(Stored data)

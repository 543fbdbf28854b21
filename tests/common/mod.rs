//! Common test utilities and helpers
//!
//! Fixtures shared by the integration tests: configuration pointing at a
//! mock server, in-memory session stores and a frame-loop driver for
//! `AppState`.

#![allow(dead_code)]

use std::time::{Duration, Instant};

use serde_json::{json, Value};
use synthesis::egui_app::{AppState, Config, MemoryStorage, SessionStore};
use synthesis::shared::{AppConfig, BearerToken, UserProfile};

pub const TEST_TOKEN: &str = "test-token-123";

/// Configuration pointed at a mock server
pub fn config_for(base_url: &str) -> Config {
    Config::with_builder(AppConfig::builder().server_url(base_url)).expect("valid test config")
}

pub fn test_user() -> UserProfile {
    UserProfile {
        user_id: "42".to_string(),
        username: "jane_doe".to_string(),
        email: "jane@example.com".to_string(),
        ..UserProfile::default()
    }
}

pub fn test_token() -> BearerToken {
    BearerToken::new(TEST_TOKEN).expect("non-empty token")
}

/// Body the backend returns from signin/signup
pub fn auth_body(token: &str) -> Value {
    json!({
        "success": true,
        "message": "Login successful",
        "data": {
            "user_id": "42",
            "email": "jane@example.com",
            "username": "jane_doe",
            "token": token
        }
    })
}

/// `count` preview patients out of `total` generated records
pub fn generate_body(count: usize, total: u64) -> Value {
    let patients: Vec<Value> = (0..count)
        .map(|i| {
            json!({
                "tabular_data": { "age": 30 + i, "bmi": 24.5, "diabetes": i % 2, "bp_status": 0 },
                "timeseries_sample": [
                    { "timestamp": "2024-01-01T08:00:00", "rbs_value": 110.0 },
                    { "timestamp": "2024-01-01T12:00:00", "rbs_value": 140.0 }
                ]
            })
        })
        .collect();
    json!({
        "success": true,
        "num_generated": total,
        "preview": { "sample_patients": patients }
    })
}

/// App state with an in-memory store; the returned storage shares its contents.
pub fn app_state(base_url: &str) -> (AppState, MemoryStorage) {
    let storage = MemoryStorage::new();
    let sessions = SessionStore::new(storage.clone());
    let state = AppState::with_parts(config_for(base_url), sessions).expect("runtime");
    (state, storage)
}

/// App state that starts with a persisted session
pub fn signed_in_state(base_url: &str) -> (AppState, MemoryStorage) {
    let storage = MemoryStorage::new();
    let mut sessions = SessionStore::new(storage.clone());
    sessions.save(&test_token(), &test_user());
    let state = AppState::with_parts(config_for(base_url), sessions).expect("runtime");
    (state, storage)
}

/// Run frames until no request is in flight.
pub fn settle(state: &mut AppState) {
    let deadline = Instant::now() + Duration::from_secs(5);
    loop {
        state.update();
        if !state.is_busy() {
            return;
        }
        assert!(Instant::now() < deadline, "requests did not settle");
        std::thread::sleep(Duration::from_millis(10));
    }
}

- _WHAT NEEDS TO BE DONE_:
Extract every line above that contains the word "email".

- _REPLY TO THE TASK_:
        email: "jane@example.com".to_string(),
            "email": "jane@example.com",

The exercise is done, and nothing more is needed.